Information supplied:
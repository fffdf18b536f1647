//! post-batcher adapters crate
//!
//! This crate contains infrastructure adapters implementing the domain ports:
//! - `llm`: Text provider adapters (OpenAI-compatible, Anthropic, Gemini, Ollama, stub)
//! - `sentiment`: VADER positivity scorer
//! - `batch`: Filesystem batch store
//! - `history`: JSONL, SQLite and in-memory history logs
//! - `x`: X (Twitter) publishing adapters
//! - `outbox`: JSONL outbox for require-approval mode

mod batch_fs;
mod history_jsonl;
mod state_memory;
mod state_sqlite;

pub mod llm;
pub mod outbox;
pub mod reserve_fs;
pub mod sentiment;
pub mod x_api;

/// Re-exports for batch stores
pub mod batch {
    pub use crate::batch_fs::FsBatchStore;
}

/// Re-exports for history logs
pub mod history {
    pub use crate::history_jsonl::JsonlHistoryLog;
    pub use crate::state_memory::InMemoryHistoryLog;
    pub use crate::state_sqlite::SqliteHistoryLog;
}

/// Re-exports for X API adapters
pub mod x {
    pub use crate::x_api::XPublisher;
}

Task description: The records above need to be retyped in full, exactly as they stand.

Answer to the exercise:
repository fffdf18b536f1647
//! post-batcher adapters crate
//!
//! This crate contains infrastructure adapters implementing the domain ports:
//! - `llm`: Text provider adapters (OpenAI-compatible, Anthropic, Gemini, Ollama, stub)
//! - `sentiment`: VADER positivity scorer
//! - `batch`: Filesystem batch store
//! - `history`: JSONL, SQLite and in-memory history logs
//! - `x`: X (Twitter) publishing adapters
//! - `outbox`: JSONL outbox for require-approval mode

mod batch_fs;
mod history_jsonl;
mod state_memory;
mod state_sqlite;

pub mod llm;
pub mod outbox;
pub mod reserve_fs;
pub mod sentiment;
pub mod x_api;

/// Re-exports for batch stores
pub mod batch {
    pub use crate::batch_fs::FsBatchStore;
}

/// Re-exports for history logs
pub mod history {
    pub use crate::history_jsonl::JsonlHistoryLog;
    pub use crate::state_memory::InMemoryHistoryLog;
    pub use crate::state_sqlite::SqliteHistoryLog;
}

/// Re-exports for X API adapters
pub mod x {
    pub use crate::x_api::XPublisher;
}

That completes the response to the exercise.